Transcribe the following records in full, exactly as shown.
··· Input for this task
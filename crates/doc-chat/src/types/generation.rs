//! Generation request/response types

use serde::{Deserialize, Serialize};

/// One round-trip to the generation API. Built fresh per query.
#[derive(Debug, Clone, PartialEq, Eq, Serialize, Deserialize)]
pub struct GenerationRequest {
    /// Document text the question is about (None for general queries)
    pub context_text: Option<String>,
    /// The user's question or message
    pub user_message: String,
}

impl GenerationRequest {
    /// Question about a document
    pub fn with_context(context_text: impl Into<String>, question: impl Into<String>) -> Self {
        Self {
            context_text: Some(context_text.into()),
            user_message: question.into(),
        }
    }

    /// Standalone message, no document
    pub fn general(message: impl Into<String>) -> Self {
        Self {
            context_text: None,
            user_message: message.into(),
        }
    }

    /// True if a document is attached
    pub fn has_context(&self) -> bool {
        self.context_text.is_some()
    }
}

/// Text returned by the generation API
#[derive(Debug, Clone, PartialEq, Eq, Serialize, Deserialize)]
pub struct GenerationResponse {
    /// Response text, unmodified
    pub text: String,
    /// Model that produced it
    pub model: String,
}

impl GenerationResponse {
    pub fn new(text: impl Into<String>, model: impl Into<String>) -> Self {
        Self {
            text: text.into(),
            model: model.into(),
        }
    }
}
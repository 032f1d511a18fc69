//! Speech synthesis trait

use async_trait::async_trait;

use crate::error::Result;
use crate::types::AudioClip;

/// Converts text into a complete, playable audio clip
///
/// Implementations:
/// - `GoogleTranslateTts`: Google Translate TTS endpoint (MP3)
#[async_trait]
pub trait SpeechSynthesizer: Send + Sync {
    /// Synthesize `text` spoken in `language`. Empty text and unsupported
    /// languages are `Error::Synthesis`.
    async fn synthesize(&self, text: &str, language: &str) -> Result<AudioClip>;

    /// Whether `language` is accepted
    fn supports_language(&self, language: &str) -> bool;

    /// Get synthesizer name for logging
    fn name(&self) -> &str;
}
······
§ Final answer
filename crates/doc-chat/src/types/generation.rs
//! Generation request/response types

use serde::{Deserialize, Serialize};

/// One round-trip to the generation API. Built fresh per query.
#[derive(Debug, Clone, PartialEq, Eq, Serialize, Deserialize)]
pub struct GenerationRequest {
    /// Document text the question is about (None for general queries)
    pub context_text: Option<String>,
    /// The user's question or message
    pub user_message: String,
}

impl GenerationRequest {
    /// Question about a document
    pub fn with_context(context_text: impl Into<String>, question: impl Into<String>) -> Self {
        Self {
            context_text: Some(context_text.into()),
            user_message: question.into(),
        }
    }

    /// Standalone message, no document
    pub fn general(message: impl Into<String>) -> Self {
        Self {
            context_text: None,
            user_message: message.into(),
        }
    }

    /// True if a document is attached
    pub fn has_context(&self) -> bool {
        self.context_text.is_some()
    }
}

/// Text returned by the generation API
#[derive(Debug, Clone, PartialEq, Eq, Serialize, Deserialize)]
pub struct GenerationResponse {
    /// Response text, unmodified
    pub text: String,
    /// Model that produced it
    pub model: String,
}

impl GenerationResponse {
    pub fn new(text: impl Into<String>, model: impl Into<String>) -> Self {
        Self {
            text: text.into(),
            model: model.into(),
        }
    }
}
repository 032f1d511a18fc69
//! Speech synthesis trait

use async_trait::async_trait;

use crate::error::Result;
use crate::types::AudioClip;

/// Converts text into a complete, playable audio clip
///
/// Implementations:
/// - `GoogleTranslateTts`: Google Translate TTS endpoint (MP3)
#[async_trait]
pub trait SpeechSynthesizer: Send + Sync {
    /// Synthesize `text` spoken in `language`. Empty text and unsupported
    /// languages are `Error::Synthesis`.
    async fn synthesize(&self, text: &str, language: &str) -> Result<AudioClip>;

    /// Whether `language` is accepted
    fn supports_language(&self, language: &str) -> bool;

    /// Get synthesizer name for logging
    fn name(&self) -> &str;
}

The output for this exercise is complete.